Вопрос о сущности человека, о том, применимо ли к человеку само понятие сущности вновь был поставлен Ницше. Говоря о сущности человека мы произносим слова «гуманность», «рациональность», «сострадание», «любовь к ближнему» и т.п., не задумываясь о том, что ничего подобного во взаимоотношениях людей уже не осталось. Посмотрите вокруг, где еще встречается солидарность или сострадание? Но Ницше критикует высшие ценности не как словесное прикрытие эгоизма и жестокости. Его упрек состоит в том, что именно вера в эти ценности ослабила род людской и даже стала причиной его деградации. Более того, разоблачает Ницше, именно освобожденный гуманистами человек и стал «убийцей Бога». Отсюда он также выдвигает требование о снятии «Человека», выродившегося в «последнего человека» — «земляную блоху», прыгающую по пустой поверхности. «Смерть Бога», если добиваться ее последовательно, должна завершиться также «смертью Человека», как существа, занимающего срединное положение между божеством и животными. «Смерть Человека» означает освобождение как от высших ценностей, так и низменных желаний. Отсюда «сверхчеловек» Ницше — это существо танцующее на канате, натянутом над бездной ничто. «Канатный плясун» должен быть крайне дисциплинированным и осмотрительным, поэтому трактовка сверхчеловека как «белокурой бестии» является неточной.

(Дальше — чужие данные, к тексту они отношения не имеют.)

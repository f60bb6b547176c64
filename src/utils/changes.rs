//! Text ranges and change batches
//!
//! Every planner produces one [`ChangeSet`]: a batch of `{from, to, insert}`
//! replacements addressed in byte offsets of the *unmodified* document.
//! [`ChangeSet::apply`] is the reference buffer: it validates the batch and
//! applies it as one indivisible edit, or rejects it whole.

#[cfg(feature = "serde")]
use serde::{Deserialize, Serialize};

use super::error::{TableError, TableResult};

/// A half-open byte range `from..to` in the document
#[derive(Debug, Clone, Copy, PartialEq, Eq, Hash, Default)]
#[cfg_attr(feature = "serde", derive(Serialize, Deserialize))]
pub struct Range {
    pub from: usize,
    pub to: usize,
}

impl Range {
    pub fn new(from: usize, to: usize) -> Self {
        Range { from, to }
    }

    /// Zero-width range at `pos`
    pub fn cursor(pos: usize) -> Self {
        Range { from: pos, to: pos }
    }

    pub fn len(&self) -> usize {
        self.to.saturating_sub(self.from)
    }

    pub fn is_empty(&self) -> bool {
        self.to <= self.from
    }

    /// Whether `inner` lies completely inside this range (bounds inclusive)
    pub fn contains(&self, inner: &Range) -> bool {
        self.from <= inner.from && self.to >= inner.to
    }

    /// Text covered by this range, or `""` if it does not address `doc`
    pub fn slice<'a>(&self, doc: &'a str) -> &'a str {
        doc.get(self.from..self.to).unwrap_or("")
    }
}

/// A single replacement
#[derive(Debug, Clone, PartialEq, Eq)]
#[cfg_attr(feature = "serde", derive(Serialize, Deserialize))]
pub struct ChangeSpec {
    pub from: usize,
    pub to: usize,
    pub insert: String,
}

impl ChangeSpec {
    pub fn replace(range: Range, insert: impl Into<String>) -> Self {
        ChangeSpec {
            from: range.from,
            to: range.to,
            insert: insert.into(),
        }
    }

    pub fn insert(pos: usize, insert: impl Into<String>) -> Self {
        ChangeSpec::replace(Range::cursor(pos), insert)
    }

    pub fn delete(range: Range) -> Self {
        ChangeSpec::replace(range, "")
    }

    pub fn range(&self) -> Range {
        Range::new(self.from, self.to)
    }
}

/// A batch of non-overlapping changes applied atomically
#[derive(Debug, Clone, Default, PartialEq, Eq)]
#[cfg_attr(feature = "serde", derive(Serialize, Deserialize))]
#[cfg_attr(feature = "serde", serde(transparent))]
pub struct ChangeSet {
    changes: Vec<ChangeSpec>,
}

impl ChangeSet {
    pub fn new() -> Self {
        Self::default()
    }

    pub fn push(&mut self, change: ChangeSpec) {
        self.changes.push(change);
    }

    pub fn is_empty(&self) -> bool {
        self.changes.is_empty()
    }

    pub fn len(&self) -> usize {
        self.changes.len()
    }

    pub fn iter(&self) -> impl Iterator<Item = &ChangeSpec> {
        self.changes.iter()
    }

    pub fn changes(&self) -> &[ChangeSpec] {
        &self.changes
    }

    /// Changes ordered by position; submission order is kept for inserts at one offset
    pub fn sorted(&self) -> Vec<&ChangeSpec> {
        let mut sorted: Vec<&ChangeSpec> = self.changes.iter().collect();
        sorted.sort_by_key(|c| (c.from, c.to));
        sorted
    }

    /// Check the batch against a document without applying it
    pub fn validate(&self, doc: &str) -> TableResult<()> {
        let sorted = self.sorted();
        for change in &sorted {
            if change.from > change.to
                || change.to > doc.len()
                || !doc.is_char_boundary(change.from)
                || !doc.is_char_boundary(change.to)
            {
                return Err(TableError::InvalidRange {
                    from: change.from,
                    to: change.to,
                    length: doc.len(),
                });
            }
        }
        for pair in sorted.windows(2) {
            if pair[1].from < pair[0].to {
                return Err(TableError::OverlappingChanges {
                    first: (pair[0].from, pair[0].to),
                    second: (pair[1].from, pair[1].to),
                });
            }
        }
        Ok(())
    }

    /// Apply every change to `doc`, producing the new document text
    pub fn apply(&self, doc: &str) -> TableResult<String> {
        self.validate(doc)?;

        let inserted: usize = self.changes.iter().map(|c| c.insert.len()).sum();
        let mut output = String::with_capacity(doc.len() + inserted);
        let mut cursor = 0;
        for change in self.sorted() {
            output.push_str(&doc[cursor..change.from]);
            output.push_str(&change.insert);
            cursor = change.to;
        }
        output.push_str(&doc[cursor..]);
        Ok(output)
    }
}

impl FromIterator<ChangeSpec> for ChangeSet {
    fn from_iter<I: IntoIterator<Item = ChangeSpec>>(iter: I) -> Self {
        ChangeSet {
            changes: iter.into_iter().collect(),
        }
    }
}

impl Extend<ChangeSpec> for ChangeSet {
    fn extend<I: IntoIterator<Item = ChangeSpec>>(&mut self, iter: I) {
        self.changes.extend(iter);
    }
}

impl IntoIterator for ChangeSet {
    type Item = ChangeSpec;
    type IntoIter = std::vec::IntoIter<ChangeSpec>;

    fn into_iter(self) -> Self::IntoIter {
        self.changes.into_iter()
    }
}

Отмеченные протесты вызваны тремя исторически реализовавшимися способами исключения человеческого: указанное Марксом исключение пролетариата из буржуазного общества; провозглашенное Штирнером исключение эгоистического индивидуума из любой общности; намеченное Кьеркегором исключение «живого верующего» из деформированного буржуазной моралью христианства. Лёвит отмечает трудности трех проектов, которые являются реакцией на эти исключение. Они состоят в том, что как только некто поверит, что он «могильщик капитализма», «сверхчеловек» или «истинный христианин», тут же начнется старая история реализации прежних фундаментальных проектов.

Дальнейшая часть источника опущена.